Bacterial cells are extremely efficient in adapting to environmental stresses. As a prime example, they synthesize a second messenger called ppGpp in response to starvation. Accumulation of ppGpp in bacteria arrests growth and reprograms cellular physiology to promote survival. These effects of ppGpp is required for antibiotic persistence that allows bacteria to survive the treatment of antibiotics to which they do not encode genetic resistance. At molecular levels, ppGpp reprograms gene expression, and targets many other proteins involved in translation and small-molecule metabolism. As a preliminary study, I synthesized a photo-crosslinking probe of ppGpp and used this probe to capture and identify about 30 new ppGpp-binding proteins in E. coli. Recently, a ppGpp riboswitch has been discovered in Gram-positive organisms. Intriguingly, E. coli transcriptome has a rich secondary-structure landscape, but the capability of these secondary structures in binding to small-molecule metabolite has not been explored. Therefore, in Aim 1, I will use a photo-crosslinking approach to capture binding partners of ppGpp from E. coli transcriptome, and identify these transcripts using RNA-seq. Hit interactions will be validated biophysically, and their putative effects on translation efficiency or the transcript stability will be examined in vivo. Additionally, in my preliminary study, I also compared metabolite profiles in E. coli before and shortly after ppGpp induction, and found strong perturbation of dozens of essential metabolites. This perturbation of cellular metabolism goes much beyond known direct effects of ppGpp. It is unclear how ppGpp induction drives the inhibition of various metabolic pathways to effectively arrest bacterial growth and promote persistence.
In Aim 2, I hypothesize that ?ppGpp-sensitive? metabolites, i. e., those whose levels perturbed by ppGpp induction, serve as a proxy of ppGpp to regulate cellular metabolism. I will seek discovering protein-metabolite interactions responsible for this indirect effect of ppGpp. To this end, I will use time-resolved metabolomics to identify candidate metabolites and enzymes whose levels/activities perturbed contemporaneously with ppGpp accumulation. I will then screen for protein-metabolite interactions among these candidates using an ultrafiltration-based assay. Briefly, I will purify each protein of interest (POI) to high homogeneity. Then, I will subject a mixture containing a library of all candidate metabolites and a single POI to ultrafiltration. Analyzing the filtrate using MS should reveal a decrease of the POI?s cognate ligands. I will validate any novel interactions identified using biochemical, structural, and genetic approaches. Together, the proposed research will explore two new aspects of ppGpp signaling, namely RNA targeting and indirect effects on cellular metabolism via ppGpp-sensitive metabolites. This study may lead to the discovery of key regulatory interactions required for bacterial persistence, and these interactions may serve as targets for anti-persistence drug design.

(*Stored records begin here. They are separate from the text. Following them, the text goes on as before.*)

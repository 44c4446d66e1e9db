//! Type-erased registries filled by directives: adapter factories and event descriptors.

use parking_lot::RwLock;
use std::any::Any;
use std::collections::BTreeMap;
use std::fmt;
use std::sync::Arc;
use tracing::debug;

/// What an adapter needs and what it provides.
///
/// `provides` must be set explicitly; there is no inference from the factory type.
#[derive(Debug, Clone, Default, PartialEq, Eq)]
pub struct AdapterSpec {
    pub required: Vec<String>,
    pub provides: Option<String>,
    pub name: String,
}

impl AdapterSpec {
    #[must_use]
    pub fn new() -> Self {
        Self::default()
    }

    #[must_use = "AdapterSpec builders return the updated spec"]
    pub fn requires(mut self, capability: impl Into<String>) -> Self {
        self.required.push(capability.into());
        self
    }

    #[must_use = "AdapterSpec builders return the updated spec"]
    pub fn provides(mut self, capability: impl Into<String>) -> Self {
        self.provides = Some(capability.into());
        self
    }

    #[must_use = "AdapterSpec builders return the updated spec"]
    pub fn named(mut self, name: impl Into<String>) -> Self {
        self.name = name.into();
        self
    }
}

/// Registration key of an adapter.
#[derive(Debug, Clone, PartialEq, Eq, PartialOrd, Ord, Hash)]
pub struct AdapterKey {
    pub required: Vec<String>,
    pub provides: String,
    pub name: String,
}

/// Adapter factories keyed by (required capabilities, provided capability, name).
#[derive(Default)]
pub struct ComponentRegistry {
    adapters: RwLock<BTreeMap<AdapterKey, Arc<dyn Any + Send + Sync>>>,
}

impl fmt::Debug for ComponentRegistry {
    fn fmt(&self, f: &mut fmt::Formatter<'_>) -> fmt::Result {
        f.debug_struct("ComponentRegistry").field("adapters", &self.adapters.read().len()).finish()
    }
}

impl ComponentRegistry {
    #[must_use]
    pub fn new() -> Self {
        Self::default()
    }

    /// Stores `factory` under `key`, replacing any previous registration.
    pub fn register_adapter<F: Any + Send + Sync>(&self, key: AdapterKey, factory: F) {
        debug!(provides = %key.provides, name = %key.name, required = ?key.required, "Adapter registered");
        self.adapters.write().insert(key, Arc::new(factory));
    }

    /// Returns the factory registered under the given key, if it has type `F`.
    #[must_use]
    pub fn lookup_adapter<F: Any + Send + Sync>(
        &self,
        required: &[&str],
        provides: &str,
        name: &str,
    ) -> Option<Arc<F>> {
        let key = AdapterKey {
            required: required.iter().map(|s| (*s).to_owned()).collect(),
            provides: provides.to_owned(),
            name: name.to_owned(),
        };
        let factory = Arc::clone(self.adapters.read().get(&key)?);
        factory.downcast::<F>().ok()
    }

    /// Keys of every registered adapter, sorted.
    #[must_use]
    pub fn adapters(&self) -> Vec<AdapterKey> {
        self.adapters.read().keys().cloned().collect()
    }

    pub fn clear(&self) {
        self.adapters.write().clear();
    }
}

/// Introspection record of a declared event type.
#[derive(Debug, Clone, PartialEq, Eq)]
pub struct EventDescriptor {
    pub name: String,
    pub title: String,
    pub category: String,
    pub description: String,
}

/// Event descriptors keyed by full type name.
#[derive(Debug, Default)]
pub struct EventCatalog {
    events: RwLock<BTreeMap<String, EventDescriptor>>,
}

impl EventCatalog {
    #[must_use]
    pub fn new() -> Self {
        Self::default()
    }

    pub fn register(&self, descriptor: EventDescriptor) {
        debug!(event = %descriptor.name, category = %descriptor.category, "Event described");
        self.events.write().insert(descriptor.name.clone(), descriptor);
    }

    #[must_use]
    pub fn get(&self, name: &str) -> Option<EventDescriptor> {
        self.events.read().get(name).cloned()
    }

    #[must_use]
    pub fn descriptors(&self) -> Vec<EventDescriptor> {
        self.events.read().values().cloned().collect()
    }

    pub fn clear(&self) {
        self.events.write().clear();
    }
}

When suffering starvation, bacteria produce a universally conserved second messenger, ppGpp, which reprograms cellular physiology, arrests growth, and thereby enhances bacterial persistence against antibiotic treatment. By developing two innovative techniques to identify RNA-metabolite and protein-metabolite interactions, respectively, this proposal will examine the roles of small-molecule metabolites in coordinating various cellular activities in response to ppGpp induction. The proposed research will provide new insights on the mechanisms of ppGpp-mediated growth arrest, and elucidate key regulatory interactions required for bacterial persistence: these interactions may serve as targets for the design of anti-persistence drugs.